▸ **AIM OF THE TASK**:
Please show every line from the entries that carries the word "CatalogConfig".

▸ **RECORDS FOR THE EXERCISE**:
┏━━

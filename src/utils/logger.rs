use tracing_subscriber::{layer::SubscriberExt, util::SubscriberInitExt, EnvFilter};

const CRATE_TARGET: &str = "sku_waterfall";

/// `RUST_LOG` wins; otherwise this crate logs at info, or debug when verbose.
fn env_filter(verbose: bool) -> EnvFilter {
    EnvFilter::try_from_default_env().unwrap_or_else(|_| {
        if verbose {
            EnvFilter::new(format!("{}=debug,info", CRATE_TARGET))
        } else {
            EnvFilter::new(format!("{}=info", CRATE_TARGET))
        }
    })
}

/// 終端機用的精簡格式
pub fn init_cli_logger(verbose: bool) {
    tracing_subscriber::registry()
        .with(env_filter(verbose))
        .with(
            tracing_subscriber::fmt::layer()
                .with_target(false)
                .with_thread_ids(false)
                .with_file(false)
                .with_line_number(false)
                .compact(),
        )
        .init();
}

/// JSON 格式日誌，供排程或日誌收集系統使用
pub fn init_json_logger() {
    tracing_subscriber::registry()
        .with(env_filter(false))
        .with(
            tracing_subscriber::fmt::layer()
                .with_target(true)
                .json()
                .with_current_span(false),
        )
        .init();
}
pub mod cogs;
pub mod expander;
pub mod metrics;
pub mod revenue;
pub mod waterfall;

pub use crate::domain::model::{MonthSeries, WaterfallReport};
pub use crate::domain::ports::{ConfigProvider, SkuCatalog, Storage};
pub use crate::utils::error::Result;
pub use waterfall::WaterfallEngine;
use crate::adapters::{ConfiguredCatalog, InMemoryCatalog, PostgrestCatalog};
use crate::config::{CliConfig, DEFAULT_CONCURRENT_REQUESTS};
use crate::domain::model::{DEFAULT_HORIZON, MAX_HORIZON};
use crate::domain::ports::ConfigProvider;
use crate::utils::error::{Result, WaterfallError};
use crate::utils::validation::Validate;
use serde::{Deserialize, Serialize};
use std::path::Path;
use std::time::Duration;

pub const CATALOG_POSTGREST: &str = "postgrest";
pub const CATALOG_MEMORY: &str = "memory";
const VALID_FORMATS: [&str; 2] = ["csv", "json"];

#[derive(Debug, Clone, Serialize, Deserialize)]
pub struct TomlConfig {
    pub scenario: Option<ScenarioConfig>,
    pub catalog: CatalogConfig,
    pub output: OutputConfig,
    pub logging: Option<LoggingConfig>,
}

#[derive(Debug, Clone, Serialize, Deserialize)]
pub struct ScenarioConfig {
    pub name: Option<String>,
    pub horizon: Option<u32>,
}

#[derive(Debug, Clone, Serialize, Deserialize)]
pub struct CatalogConfig {
    pub r#type: String,
    pub endpoint: Option<String>,
    pub api_key: Option<String>,
    pub timeout_seconds: Option<u64>,
    pub concurrent_requests: Option<usize>,
    pub fixture: Option<String>,
}

#[derive(Debug, Clone, Serialize, Deserialize)]
pub struct OutputConfig {
    pub output_path: String,
    pub output_formats: Vec<String>,
    pub compression: Option<CompressionConfig>,
}

#[derive(Debug, Clone, Serialize, Deserialize)]
pub struct CompressionConfig {
    pub enabled: bool,
    pub filename: String,
}

#[derive(Debug, Clone, Serialize, Deserialize)]
pub struct LoggingConfig {
    pub format: Option<String>,
}

impl Default for TomlConfig {
    fn default() -> Self {
        Self {
            scenario: None,
            catalog: CatalogConfig {
                r#type: CATALOG_MEMORY.to_string(),
                endpoint: None,
                api_key: None,
                timeout_seconds: None,
                concurrent_requests: None,
                fixture: None,
            },
            output: OutputConfig {
                output_path: "./output".to_string(),
                output_formats: vec!["csv".to_string(), "json".to_string()],
                compression: None,
            },
            logging: None,
        }
    }
}

impl TomlConfig {
    /// 從 TOML 檔案載入配置
    pub fn from_file<P: AsRef<Path>>(path: P) -> Result<Self> {
        let content = std::fs::read_to_string(&path).map_err(WaterfallError::IoError)?;
        Self::from_toml_str(&content)
    }

    /// 從 TOML 字串解析配置
    pub fn from_toml_str(content: &str) -> Result<Self> {
        let processed_content = Self::substitute_env_vars(content)?;

        toml::from_str(&processed_content).map_err(|e| WaterfallError::ConfigValidationError {
            field: "toml_parsing".to_string(),
            message: format!("TOML parsing error: {}", e),
        })
    }

    /// 替換環境變數 (例如 ${SUPABASE_KEY})，未設定的變數保留原樣
    fn substitute_env_vars(content: &str) -> Result<String> {
        use regex::Regex;
        let re = Regex::new(r"\$\{([^}]+)\}").map_err(|e| WaterfallError::ConfigError {
            message: format!("invalid substitution pattern: {}", e),
        })?;

        let result = re.replace_all(content, |caps: &regex::Captures| {
            let var_name = &caps[1];
            std::env::var(var_name).unwrap_or_else(|_| format!("${{{}}}", var_name))
        });

        Ok(result.to_string())
    }

    /// 套用命令列覆蓋設定
    pub fn apply_overrides(&mut self, cli: &CliConfig) {
        if let Some(endpoint) = &cli.catalog_endpoint {
            self.catalog.r#type = CATALOG_POSTGREST.to_string();
            self.catalog.endpoint = Some(endpoint.clone());
        }
        if let Some(fixture) = &cli.fixture {
            self.catalog.r#type = CATALOG_MEMORY.to_string();
            self.catalog.fixture = Some(fixture.clone());
        }
        if let Some(api_key) = &cli.api_key {
            self.catalog.api_key = Some(api_key.clone());
        }
        if let Some(concurrent) = cli.concurrent_requests {
            self.catalog.concurrent_requests = Some(concurrent);
        }
        if let Some(output_path) = &cli.output_path {
            self.output.output_path = output_path.clone();
        }
        if !cli.formats.is_empty() {
            self.output.output_formats = cli.formats.clone();
        }
        if let Some(archive) = &cli.zip {
            self.output.compression = Some(CompressionConfig {
                enabled: true,
                filename: archive.clone(),
            });
        }
    }

    /// 驗證配置的合理性
    pub fn validate_config(&self) -> Result<()> {
        use crate::utils::validation::{
            validate_non_empty_string, validate_path, validate_positive_number, validate_range,
            validate_required_field, validate_url,
        };

        match self.catalog.r#type.as_str() {
            CATALOG_POSTGREST => {
                let endpoint = validate_required_field("catalog.endpoint", &self.catalog.endpoint)?;
                validate_url("catalog.endpoint", endpoint)?;
            }
            CATALOG_MEMORY => {
                let fixture = validate_required_field("catalog.fixture", &self.catalog.fixture)?;
                validate_path("catalog.fixture", fixture)?;
            }
            other => {
                return Err(WaterfallError::InvalidConfigValueError {
                    field: "catalog.type".to_string(),
                    value: other.to_string(),
                    reason: format!(
                        "Unsupported catalog. Valid types: {}, {}",
                        CATALOG_POSTGREST, CATALOG_MEMORY
                    ),
                })
            }
        }

        if let Some(concurrent) = self.catalog.concurrent_requests {
            validate_positive_number("catalog.concurrent_requests", concurrent, 1)?;
        }

        validate_path("output.output_path", &self.output.output_path)?;

        if self.output.output_formats.is_empty() {
            return Err(WaterfallError::MissingConfigError {
                field: "output.output_formats".to_string(),
            });
        }
        for format in &self.output.output_formats {
            if !VALID_FORMATS.contains(&format.as_str()) {
                return Err(WaterfallError::InvalidConfigValueError {
                    field: "output.output_formats".to_string(),
                    value: format.clone(),
                    reason: format!(
                        "Unsupported format. Valid formats: {}",
                        VALID_FORMATS.join(", ")
                    ),
                });
            }
        }

        if let Some(compression) = self.output.compression.as_ref().filter(|c| c.enabled) {
            validate_non_empty_string("output.compression.filename", &compression.filename)?;
        }

        if let Some(horizon) = self.scenario.as_ref().and_then(|s| s.horizon) {
            validate_range("scenario.horizon", horizon, 1, MAX_HORIZON)?;
        }

        Ok(())
    }

    /// 依設定建立 SKU 目錄
    pub fn build_catalog(&self) -> Result<ConfiguredCatalog> {
        match self.catalog.r#type.as_str() {
            CATALOG_POSTGREST => {
                let endpoint = self.catalog.endpoint.clone().ok_or_else(|| {
                    WaterfallError::MissingConfigError {
                        field: "catalog.endpoint".to_string(),
                    }
                })?;
                let mut catalog = PostgrestCatalog::new(endpoint);
                if let Some(api_key) = &self.catalog.api_key {
                    catalog = catalog.with_api_key(api_key.clone());
                }
                if let Some(timeout) = self.catalog.timeout_seconds {
                    catalog = catalog.with_timeout(Duration::from_secs(timeout));
                }
                Ok(ConfiguredCatalog::Postgrest(catalog))
            }
            CATALOG_MEMORY => {
                let fixture = self.catalog.fixture.as_deref().ok_or_else(|| {
                    WaterfallError::MissingConfigError {
                        field: "catalog.fixture".to_string(),
                    }
                })?;
                Ok(ConfiguredCatalog::Memory(InMemoryCatalog::from_json_file(fixture)?))
            }
            other => Err(WaterfallError::ConfigError {
                message: format!("Unsupported catalog type: {}", other),
            }),
        }
    }

    /// 取得情境名稱
    pub fn scenario_name(&self) -> Option<&str> {
        self.scenario.as_ref().and_then(|s| s.name.as_deref())
    }

    /// 取得預測月數
    pub fn horizon(&self) -> u32 {
        self.scenario
            .as_ref()
            .and_then(|s| s.horizon)
            .unwrap_or(DEFAULT_HORIZON)
    }

    /// 是否使用 JSON 日誌格式
    pub fn json_logging(&self) -> bool {
        self.logging
            .as_ref()
            .and_then(|l| l.format.as_deref())
            .map(|format| format.eq_ignore_ascii_case("json"))
            .unwrap_or(false)
    }
}

impl ConfigProvider for TomlConfig {
    fn catalog_endpoint(&self) -> &str {
        match self.catalog.r#type.as_str() {
            CATALOG_MEMORY => self.catalog.fixture.as_deref().unwrap_or(""),
            _ => self.catalog.endpoint.as_deref().unwrap_or(""),
        }
    }

    fn output_path(&self) -> &str {
        &self.output.output_path
    }

    fn output_formats(&self) -> &[String] {
        &self.output.output_formats
    }

    fn concurrent_requests(&self) -> usize {
        self.catalog.concurrent_requests.unwrap_or(DEFAULT_CONCURRENT_REQUESTS)
    }

    fn archive_name(&self) -> Option<&str> {
        self.output
            .compression
            .as_ref()
            .filter(|c| c.enabled)
            .map(|c| c.filename.as_str())
    }
}

impl Validate for TomlConfig {
    fn validate(&self) -> Result<()> {
        self.validate_config()
    }
}

#[cfg(test)]
mod tests {
    use super::*;
    use std::io::Write;
    use tempfile::NamedTempFile;

    #[test]
    fn test_parse_basic_toml_config() {
        let toml_content = r#"
[scenario]
name = "r10-waterfall"
horizon = 24

[catalog]
type = "postgrest"
endpoint = "https://project.supabase.co/rest/v1"
timeout_seconds = 10
concurrent_requests = 2

[output]
output_path = "./test-output"
output_formats = ["csv", "json"]

[output.compression]
enabled = true
filename = "report.zip"

[logging]
format = "json"
"#;

        let config = TomlConfig::from_toml_str(toml_content).unwrap();

        assert_eq!(config.scenario_name(), Some("r10-waterfall"));
        assert_eq!(config.horizon(), 24);
        assert_eq!(config.catalog_endpoint(), "https://project.supabase.co/rest/v1");
        assert_eq!(config.concurrent_requests(), 2);
        assert_eq!(config.archive_name(), Some("report.zip"));
        assert!(config.json_logging());
        assert!(config.validate().is_ok());
    }

    #[test]
    fn test_env_var_substitution() {
        std::env::set_var("TEST_WATERFALL_CATALOG", "https://test.supabase.co/rest/v1");

        let toml_content = r#"
[catalog]
type = "postgrest"
endpoint = "${TEST_WATERFALL_CATALOG}"
api_key = "${TEST_WATERFALL_UNSET_KEY}"

[output]
output_path = "./output"
output_formats = ["csv"]
"#;

        let config = TomlConfig::from_toml_str(toml_content).unwrap();
        assert_eq!(
            config.catalog.endpoint.as_deref(),
            Some("https://test.supabase.co/rest/v1")
        );
        assert_eq!(
            config.catalog.api_key.as_deref(),
            Some("${TEST_WATERFALL_UNSET_KEY}")
        );
        assert_eq!(config.horizon(), 36);

        std::env::remove_var("TEST_WATERFALL_CATALOG");
    }

    #[test]
    fn test_config_validation() {
        let invalid_endpoint = r#"
[catalog]
type = "postgrest"
endpoint = "invalid-url"

[output]
output_path = "./output"
output_formats = ["csv"]
"#;
        let config = TomlConfig::from_toml_str(invalid_endpoint).unwrap();
        assert!(config.validate().is_err());

        let missing_fixture = r#"
[catalog]
type = "memory"

[output]
output_path = "./output"
output_formats = ["csv"]
"#;
        let config = TomlConfig::from_toml_str(missing_fixture).unwrap();
        assert!(matches!(
            config.validate(),
            Err(WaterfallError::MissingConfigError { .. })
        ));

        let bad_format = r#"
[catalog]
type = "memory"
fixture = "catalog.json"

[output]
output_path = "./output"
output_formats = ["xlsx"]
"#;
        let config = TomlConfig::from_toml_str(bad_format).unwrap();
        assert!(matches!(
            config.validate(),
            Err(WaterfallError::InvalidConfigValueError { .. })
        ));
    }

    #[test]
    fn test_horizon_range() {
        let mut config = TomlConfig::default();
        config.catalog.fixture = Some("catalog.json".to_string());
        config.scenario = Some(ScenarioConfig {
            name: None,
            horizon: Some(0),
        });
        assert!(config.validate().is_err());
    }

    #[test]
    fn test_cli_overrides() {
        let mut config = TomlConfig::default();
        let cli = CliConfig {
            catalog_endpoint: Some("https://override.example.com/rest/v1".to_string()),
            fixture: None,
            api_key: Some("key".to_string()),
            concurrent_requests: Some(8),
            output_path: Some("/tmp/reports".to_string()),
            formats: vec!["json".to_string()],
            zip: Some("bundle.zip".to_string()),
        };

        config.apply_overrides(&cli);

        assert_eq!(config.catalog.r#type, CATALOG_POSTGREST);
        assert_eq!(config.concurrent_requests(), 8);
        assert_eq!(config.output_path(), "/tmp/reports");
        assert_eq!(config.output_formats(), &["json".to_string()]);
        assert_eq!(config.archive_name(), Some("bundle.zip"));
        assert!(config.validate().is_ok());
    }

    #[test]
    fn test_config_from_file() {
        let mut temp_file = NamedTempFile::new().unwrap();

        let toml_content = r#"
[scenario]
name = "file-test"

[catalog]
type = "memory"
fixture = "catalog.json"

[output]
output_path = "./output"
output_formats = ["json"]
"#;

        temp_file.write_all(toml_content.as_bytes()).unwrap();

        let config = TomlConfig::from_file(temp_file.path()).unwrap();
        assert_eq!(config.scenario_name(), Some("file-test"));
        assert_eq!(config.catalog_endpoint(), "catalog.json");
    }
}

┗━━

▸ **FINISHED TASK**:
    pub catalog: CatalogConfig,
pub struct CatalogConfig {
            catalog: CatalogConfig {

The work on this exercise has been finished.